> The problem:
Out of the records below, copy all lines in which the word "ImageNotFound" occurs.

(Saved data entries)
//! Blob store for image content.
//!
//! Files are organized in a hierarchical structure using the first
//! characters of the UUID to avoid having too many files in a single
//! directory.
//!
//! ```text
//! data/
//! └── images/
//!     └── ab/cd/           # First 2 chars / next 2 chars of UUID
//!         └── abcd1234-...-5678.jpg
//! ```

use crate::config::StorageConfig;
use crate::error::{AppError, Result};
use std::path::{Path, PathBuf};
use tokio::fs::{self, File};
use tracing::{debug, info};
use uuid::Uuid;

/// Service for managing blob files
#[derive(Debug, Clone)]
pub struct StorageService {
    /// Root of the image blobs
    images_dir: PathBuf,
    /// Number of directory nesting levels (0-4)
    directory_levels: u8,
}

impl StorageService {
    /// Create a new storage service and initialize directories
    pub async fn new(config: &StorageConfig) -> Result<Self> {
        let service = Self {
            images_dir: config.images_path(),
            directory_levels: config.directory_levels,
        };

        if !service.images_dir.exists() {
            fs::create_dir_all(&service.images_dir).await?;
            debug!(path = %service.images_dir.display(), "Created storage directory");
        }

        info!(
            images = %service.images_dir.display(),
            directory_levels = service.directory_levels,
            "Storage service initialized"
        );

        Ok(service)
    }

    /// Generate subdirectory path based on UUID and configured nesting levels
    ///
    /// For UUID "550e8400-e29b-41d4-a716-446655440000":
    /// - level 0: ""
    /// - level 1: "55"
    /// - level 2: "55/0e"
    fn subdir_path(&self, id: Uuid) -> PathBuf {
        let hex = id.as_simple().to_string();
        let mut path = PathBuf::new();

        for level in 0..self.directory_levels.min(4) {
            let start = (level as usize) * 2;
            path.push(&hex[start..start + 2]);
        }

        path
    }

    /// Full path of a blob
    pub fn blob_path(&self, id: Uuid, extension: &str) -> PathBuf {
        self.images_dir
            .join(self.subdir_path(id))
            .join(format!("{}.{}", id, extension))
    }

    async fn ensure_parent(path: &Path) -> Result<()> {
        if let Some(parent) = path.parent() {
            if !parent.exists() {
                fs::create_dir_all(parent).await?;
                debug!(path = %parent.display(), "Created subdirectory");
            }
        }
        Ok(())
    }

    /// Write a blob, returns its path
    pub async fn save(&self, id: Uuid, extension: &str, data: &[u8]) -> Result<PathBuf> {
        let path = self.blob_path(id, extension);
        Self::ensure_parent(&path).await?;
        fs::write(&path, data).await?;

        debug!(id = %id, path = %path.display(), size = data.len(), "Saved blob");
        Ok(path)
    }

    /// Open a blob for streaming
    pub async fn open(&self, id: Uuid, extension: &str) -> Result<File> {
        let path = self.blob_path(id, extension);
        match File::open(&path).await {
            Ok(file) => Ok(file),
            Err(e) if e.kind() == std::io::ErrorKind::NotFound => Err(AppError::ImageNotFound(id)),
            Err(e) => Err(e.into()),
        }
    }

    /// Delete a blob; deleting a missing blob is not an error
    pub async fn delete(&self, id: Uuid, extension: &str) -> Result<()> {
        let path = self.blob_path(id, extension);
        match fs::remove_file(&path).await {
            Ok(()) => {
                debug!(id = %id, path = %path.display(), "Deleted blob");
                Ok(())
            }
            Err(e) if e.kind() == std::io::ErrorKind::NotFound => Ok(()),
            Err(e) => Err(e.into()),
        }
    }

    pub fn exists(&self, id: Uuid, extension: &str) -> bool {
        self.blob_path(id, extension).exists()
    }

    /// Get storage statistics
    pub async fn get_stats(&self) -> Result<StorageStats> {
        let (total_size, file_count) = Self::walk(&self.images_dir).await?;
        Ok(StorageStats {
            total_size,
            file_count,
        })
    }

    /// Total size and file count below `path`
    async fn walk(path: &Path) -> Result<(u64, usize)> {
        if !path.exists() {
            return Ok((0, 0));
        }

        let mut size = 0;
        let mut count = 0;
        let mut entries = fs::read_dir(path).await?;

        while let Some(entry) = entries.next_entry().await? {
            let metadata = entry.metadata().await?;
            if metadata.is_file() {
                size += metadata.len();
                count += 1;
            } else if metadata.is_dir() {
                let (s, c) = Box::pin(Self::walk(&entry.path())).await?;
                size += s;
                count += c;
            }
        }

        Ok((size, count))
    }
}

/// Storage statistics
#[derive(Debug, Clone, serde::Serialize)]
pub struct StorageStats {
    /// Total blob size in bytes
    pub total_size: u64,
    /// Number of stored blobs
    pub file_count: usize,
}

#[cfg(test)]
mod tests {
    use super::*;
    use tempfile::TempDir;
    use tokio::io::AsyncReadExt;

    async fn create_test_service(levels: u8) -> (StorageService, TempDir) {
        let temp_dir = TempDir::new().unwrap();
        let config = StorageConfig {
            data_dir: temp_dir.path().to_path_buf(),
            images_dir: "images".to_string(),
            directory_levels: levels,
        };

        let service = StorageService::new(&config).await.unwrap();
        (service, temp_dir)
    }

    #[tokio::test]
    async fn test_save_read_delete() {
        let (service, _temp) = create_test_service(2).await;
        let id = Uuid::new_v4();

        service.save(id, "png", b"blob").await.unwrap();
        assert!(service.exists(id, "png"));
        let mut content = Vec::new();
        service
            .open(id, "png")
            .await
            .unwrap()
            .read_to_end(&mut content)
            .await
            .unwrap();
        assert_eq!(content, b"blob");

        service.delete(id, "png").await.unwrap();
        assert!(!service.exists(id, "png"));
        assert!(matches!(
            service.open(id, "png").await,
            Err(AppError::ImageNotFound(_))
        ));

        // idempotent
        service.delete(id, "png").await.unwrap();
    }

    #[tokio::test]
    async fn test_nested_layout() {
        let (service, _temp) = create_test_service(2).await;
        let id = Uuid::parse_str("550e8400-e29b-41d4-a716-446655440000").unwrap();

        let path = service.blob_path(id, "jpg");
        assert!(path.ends_with("55/0e/550e8400-e29b-41d4-a716-446655440000.jpg"));

        let (flat, _temp2) = create_test_service(0).await;
        assert!(flat
            .blob_path(id, "jpg")
            .ends_with("images/550e8400-e29b-41d4-a716-446655440000.jpg"));
    }

    #[tokio::test]
    async fn test_stats() {
        let (service, _temp) = create_test_service(2).await;
        service.save(Uuid::new_v4(), "png", b"abc").await.unwrap();
        service.save(Uuid::new_v4(), "jpg", b"defgh").await.unwrap();

        let stats = service.get_stats().await.unwrap();
        assert_eq!(stats.file_count, 2);
        assert_eq!(stats.total_size, 8);
    }
}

> Solution below:
            Err(e) if e.kind() == std::io::ErrorKind::NotFound => Err(AppError::ImageNotFound(id)),
            Err(AppError::ImageNotFound(_))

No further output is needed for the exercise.